Interestingly, MusicDirect also had a previous SACD edition of the Moussorgsky produced by the Omega label, and it had exactly the same positioning of the orchestra. I am unsure whether it was the same SACD mastering or not, but I couldn't tell the difference between the two recordings. Anyway, for $8.95 a piece, if you are not bothered by the surround effect or will listen in two channel, they are another steal.

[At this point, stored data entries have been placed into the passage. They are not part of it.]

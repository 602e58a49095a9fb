//! Recognition pass lifecycle.
//!
//! Each pass runs on its own OS thread because both cpal capture and
//! Whisper inference are blocking.  The thread owns the capture stream for
//! the whole pass and reports back only through the event channel:
//!
//! ```text
//! start(pass) ─▶ thread ─▶ [join previous pass] ─▶ open mic
//!                   loop: chunk ─▶ to_mono_16k ─▶ UtteranceDetector
//!                           Speaking ─(every interim interval)─▶ PartialTranscript
//!                   end:  SpeechEnded / MaxDuration ─▶ close mic ─▶ FinalTranscript
//!                         NoSpeech                   ─▶ RecognitionError(NoSpeech)
//!                         stop()                     ─▶ (nothing)
//!                   always ─▶ RecognitionEnded
//! ```

use std::sync::atomic::{AtomicBool, Ordering};
use std::sync::mpsc::{self, RecvTimeoutError};
use std::sync::Arc;
use std::thread::JoinHandle;
use std::time::{Duration, Instant};

use crate::audio::{to_mono_16k, AudioSource};
use crate::config::RecognitionConfig;
use crate::session::{EventSender, PassId, SessionEvent};
use crate::stt::{SttEngine, MAX_AUDIO_SAMPLES, MIN_AUDIO_SAMPLES};

use super::endpoint::{EndReason, EndpointSettings, UtteranceDetector, UtteranceStatus};
use super::{RecognitionError, SpeechRecognizer};

/// How long the pass loop waits for audio before re-checking the stop flag.
const POLL_INTERVAL: Duration = Duration::from_millis(50);

#[derive(Debug, Clone)]
struct PassSettings {
    endpoint: EndpointSettings,
    /// `None` disables interim hypotheses.
    interim: Option<Duration>,
}

impl From<&RecognitionConfig> for PassSettings {
    fn from(cfg: &RecognitionConfig) -> Self {
        Self {
            endpoint: EndpointSettings::from(cfg),
            interim: cfg
                .interim_results
                .then(|| Duration::from_millis(cfg.interim_interval_ms)),
        }
    }
}

#[derive(Clone)]
struct Backend {
    engine: Arc<dyn SttEngine>,
    source: Arc<dyn AudioSource>,
}

struct ActivePass {
    id: PassId,
    stop: Arc<AtomicBool>,
    thread: JoinHandle<()>,
}

// ---------------------------------------------------------------------------
// RecognitionController
// ---------------------------------------------------------------------------

pub struct RecognitionController {
    backend: Result<Backend, String>,
    settings: PassSettings,
    events: EventSender,
    active: Option<ActivePass>,
}

impl RecognitionController {
    pub fn new(
        engine: Arc<dyn SttEngine>,
        source: Arc<dyn AudioSource>,
        config: &RecognitionConfig,
        events: EventSender,
    ) -> Self {
        Self {
            backend: Ok(Backend { engine, source }),
            settings: PassSettings::from(config),
            events,
            active: None,
        }
    }

    /// A controller that reports `Unsupported` for every request.
    pub fn unsupported(reason: impl Into<String>, events: EventSender) -> Self {
        Self {
            backend: Err(reason.into()),
            settings: PassSettings::from(&RecognitionConfig::default()),
            events,
            active: None,
        }
    }
}

impl SpeechRecognizer for RecognitionController {
    fn availability(&self) -> Result<(), RecognitionError> {
        match &self.backend {
            Ok(_) => Ok(()),
            Err(reason) => Err(RecognitionError::Unsupported(reason.clone())),
        }
    }

    fn start(&mut self, pass: PassId) {
        let backend = match &self.backend {
            Ok(backend) => backend.clone(),
            Err(reason) => {
                self.events.emit(SessionEvent::RecognitionError {
                    pass: Some(pass),
                    error: RecognitionError::Unsupported(reason.clone()),
                });
                self.events.emit(SessionEvent::RecognitionEnded { pass });
                return;
            }
        };

        let previous = self.active.take().map(|prev| {
            if !prev.thread.is_finished() {
                log::debug!("recognition: {} still running, stopping before {pass}", prev.id);
            }
            prev.stop.store(true, Ordering::SeqCst);
            prev.thread
        });

        let stop = Arc::new(AtomicBool::new(false));
        let worker = PassWorker {
            pass,
            backend,
            settings: self.settings.clone(),
            events: self.events.clone(),
            stop: Arc::clone(&stop),
        };

        let spawned = std::thread::Builder::new()
            .name(format!("recognition-{}", pass.get()))
            .spawn(move || {
                if let Some(previous) = previous {
                    let _ = previous.join();
                }
                worker.run();
            });

        match spawned {
            Ok(thread) => {
                log::debug!("recognition: {pass} started");
                self.active = Some(ActivePass {
                    id: pass,
                    stop,
                    thread,
                });
            }
            Err(e) => {
                log::error!("recognition: failed to spawn pass thread: {e}");
                self.events.emit(SessionEvent::RecognitionError {
                    pass: Some(pass),
                    error: RecognitionError::Engine(e.to_string()),
                });
                self.events.emit(SessionEvent::RecognitionEnded { pass });
            }
        }
    }

    fn stop(&mut self) {
        if let Some(active) = &self.active {
            if !active.stop.swap(true, Ordering::SeqCst) {
                log::debug!("recognition: stop requested for {}", active.id);
            }
        }
    }
}

impl Drop for RecognitionController {
    fn drop(&mut self) {
        self.stop();
    }
}

// ---------------------------------------------------------------------------
// PassWorker
// ---------------------------------------------------------------------------

enum PassOutcome {
    Stopped,
    Endpoint(EndReason),
    SourceClosed,
}

struct PassWorker {
    pass: PassId,
    backend: Backend,
    settings: PassSettings,
    events: EventSender,
    stop: Arc<AtomicBool>,
}

impl PassWorker {
    fn run(self) {
        if !self.stop.load(Ordering::SeqCst) {
            self.listen();
        }
        self.events
            .emit(SessionEvent::RecognitionEnded { pass: self.pass });
    }

    fn listen(&self) {
        let pass = self.pass;
        let (tx, rx) = mpsc::channel();
        let stream = match self.backend.source.start(tx) {
            Ok(stream) => stream,
            Err(e) => {
                log::warn!("recognition: {pass} could not open the microphone: {e}");
                self.emit_error(RecognitionError::Capture(e.to_string()));
                return;
            }
        };

        let mut detector = UtteranceDetector::new(self.settings.endpoint.clone());
        let mut last_interim = Instant::now();
        let mut last_partial = String::new();

        let outcome = loop {
            if self.stop.load(Ordering::SeqCst) {
                break PassOutcome::Stopped;
            }
            let chunk = match rx.recv_timeout(POLL_INTERVAL) {
                Ok(chunk) => chunk,
                Err(RecvTimeoutError::Timeout) => continue,
                Err(RecvTimeoutError::Disconnected) => break PassOutcome::SourceClosed,
            };

            match detector.push(&to_mono_16k(&chunk)) {
                UtteranceStatus::Ended(reason) => break PassOutcome::Endpoint(reason),
                UtteranceStatus::Speaking => {
                    let due = self
                        .settings
                        .interim
                        .is_some_and(|every| last_interim.elapsed() >= every);
                    if due {
                        last_interim = Instant::now();
                        self.interim(detector.utterance(), &mut last_partial);
                    }
                }
                UtteranceStatus::Waiting => {}
            }
        };

        // Release the microphone before the final inference.
        drop(stream);

        match outcome {
            PassOutcome::Stopped => log::debug!("recognition: {pass} stopped"),
            PassOutcome::Endpoint(EndReason::NoSpeech) => {
                log::debug!("recognition: {pass} heard nothing");
                self.emit_error(RecognitionError::NoSpeech);
            }
            PassOutcome::SourceClosed if !detector.has_speech() => {
                self.emit_error(RecognitionError::Capture("audio stream closed".into()));
            }
            PassOutcome::Endpoint(_) | PassOutcome::SourceClosed => {
                self.finish(detector.utterance());
            }
        }
    }

    fn interim(&self, utterance: &[f32], last_partial: &mut String) {
        match self.backend.engine.transcribe(&fit_length(utterance)) {
            Ok(text) if !text.is_empty() && text != *last_partial => {
                last_partial.clone_from(&text);
                self.events.emit(SessionEvent::PartialTranscript {
                    pass: self.pass,
                    text,
                });
            }
            Ok(_) => {}
            Err(e) => log::debug!("recognition: interim transcription skipped: {e}"),
        }
    }

    fn finish(&self, utterance: &[f32]) {
        let result = self.backend.engine.transcribe(&fit_length(utterance));
        if self.stop.load(Ordering::SeqCst) {
            log::debug!("recognition: {} stopped during final transcription", self.pass);
            return;
        }
        match result {
            Ok(text) if text.trim().is_empty() => {
                log::debug!("recognition: {} produced no text", self.pass);
            }
            Ok(text) => {
                log::info!("recognition: {} final: {text:?}", self.pass);
                self.events.emit(SessionEvent::FinalTranscript {
                    pass: self.pass,
                    text,
                });
            }
            Err(e) => {
                log::warn!("recognition: {} transcription failed: {e}", self.pass);
                self.emit_error(RecognitionError::Engine(e.to_string()));
            }
        }
    }

    fn emit_error(&self, error: RecognitionError) {
        self.events.emit(SessionEvent::RecognitionError {
            pass: Some(self.pass),
            error,
        });
    }
}

/// Pad short utterances with silence and cut overlong ones so they fit the
/// engine's accepted range.
fn fit_length(audio: &[f32]) -> Vec<f32> {
    let mut out = audio[..audio.len().min(MAX_AUDIO_SAMPLES)].to_vec();
    if out.len() < MIN_AUDIO_SAMPLES {
        out.resize(MIN_AUDIO_SAMPLES, 0.0);
    }
    out
}

// ---------------------------------------------------------------------------
// Tests
// ---------------------------------------------------------------------------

Finally, I wanted to clarify my technique for improving the digital discs before playback. No longer used is the AudioDesk System lathe, which does true up the discs, but runs the risk of removing too much material from the edge. I lost the last two minutes of one performance, and I'm still not sure that taking the seal off of the outer edge won't allow deterioration of the disc over time. Also, the Bedini Ultraclarifier has been removed as the Reality Check Fluids seem to do any equal job of demagnetizing the discs.

First, all discs, including laser discs which I still will listen to for their performances and LPCM 16-bit/44kHz reproduction rather than DVD's DD, are cleaned with Reality Check Real Disc and Clear Bit solutions which remove any surface substances put on the discs in their production. Then micro-scratches are filled in by using the Intron Nanotech 8500CD fluid, and finally running each disc through the NESPA machine, which supposedly improves the edges of the pits in the disc. Both of these can be purchased through Sounds Of Silence.

All of these operations probably work by making it easier for the laser to keep the proper timing of the changes from reflective to non-reflective areas that make up the code for digital playback. I know that with present players, one is supposed to not hear any difference because of the ability of the machines to extrapolate lost or mangled code, but they all do and in different ways.

By the way, use Charmin Ultra Toilet Paper as the cleaning rag for each of the steps. While it does leave some micro-fibers on the discs which need to be airblown off at times, it works much better than Viva paper towels or shammie cloth, especially with the Nanotech fluid, which must be washed off quickly, otherwise it leaves an opaque residue on the discs. Trust me on this one. Plus it has the advantage of being wonderfully soft on the po-po with the poo-poo. Try it, you'll like it.

For CD's, I am still making duplicate copies using the Reality Check CD Duplicator, but am buying the ProDisc CD-R black discs from Shop4tech, http://www.shop4tech.com/item204 , for $0.30 each in pack of 100. They are basically the same as the ones sold by Reality Check for a significantly lower price. Both the original and the copy are first treated with the above solutions and then the copy is processed through the NESPA. There is skuttlebutt on the web that the CoolCopy duplicator does a better job, and for only $189, but haven't had a chance to try it yet.

Hope that clears up my technique at present. Do get out and enjoy the Spring, if you have one where you live.